Locate the line that contains "so lowercase again", then copy it and all later lines of the data below exactly, through the last one.

Records to use -
* * * * *

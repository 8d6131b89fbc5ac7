// src/links/normalize.rs
// =============================================================================
// This module turns a URL into a stable key used to decide whether two links
// point at the same page.
//
// Rules:
// - Everything is lowercased
// - Scheme, port, query string and fragment are dropped
// - Trailing slashes are removed from the path
// - Non-ASCII path characters stay percent-encoded, with lowercase hex
//
// So all of these become "blog.boot.dev/path":
//   https://blog.boot.dev/path
//   http://BLOG.boot.dev/PATH/
//   https://blog.boot.dev/path?page=2#top
// =============================================================================

use std::borrow::Borrow;
use std::fmt;

use url::{ParseError, Url};

use crate::error::CrawlError;

/// A canonical "host + path" key for a page
///
/// Built only by `normalize_url`, so every value follows the rules above.
#[derive(Debug, Clone, PartialEq, Eq, Hash, PartialOrd, Ord)]
pub struct NormalizedUrl(String);

impl NormalizedUrl {
    pub fn as_str(&self) -> &str {
        &self.0
    }
}

impl fmt::Display for NormalizedUrl {
    fn fmt(&self, f: &mut fmt::Formatter<'_>) -> fmt::Result {
        f.write_str(&self.0)
    }
}

impl AsRef<str> for NormalizedUrl {
    fn as_ref(&self) -> &str {
        &self.0
    }
}

// Lets a HashMap<NormalizedUrl, _> be queried with a plain &str
impl Borrow<str> for NormalizedUrl {
    fn borrow(&self) -> &str {
        &self.0
    }
}

// Normalizes a URL string
//
// Parameters:
//   raw: any absolute URL, or an already-normalized "host/path" key
//
// Returns: the NormalizedUrl, or CrawlError::InvalidUrl if it can't be parsed
//
// Example:
//   normalize_url("https://BLOG.boot.dev/PATH//") -> "blog.boot.dev/path"
pub fn normalize_url(raw: &str) -> Result<NormalizedUrl, CrawlError> {
    let lowered = raw.trim().to_lowercase();
    let invalid = || CrawlError::InvalidUrl(raw.to_string());

    // A leading ':' means the scheme is missing entirely (e.g. ":\\invalidURL")
    if lowered.is_empty() || lowered.starts_with(':') {
        return Err(invalid());
    }

    let parsed = match Url::parse(&lowered) {
        Ok(url) => url,
        // No scheme: treat the input as "host/path" so a key normalizes to itself
        Err(ParseError::RelativeUrlWithoutBase) => {
            Url::parse(&format!("http://{}", lowered)).map_err(|_| invalid())?
        }
        Err(_) => return Err(invalid()),
    };

    let host = parsed.host_str().unwrap_or("");
    // The parser percent-encodes non-ASCII with uppercase hex, so lowercase again
    let path = parsed.path().to_lowercase();
    let path = path.trim_end_matches('/');

    Ok(NormalizedUrl(format!("{}{}", host, path)))
}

* * * * *

Output for this exercise -
    // The parser percent-encodes non-ASCII with uppercase hex, so lowercase again
    let path = parsed.path().to_lowercase();
    let path = path.trim_end_matches('/');

    Ok(NormalizedUrl(format!("{}{}", host, path)))
}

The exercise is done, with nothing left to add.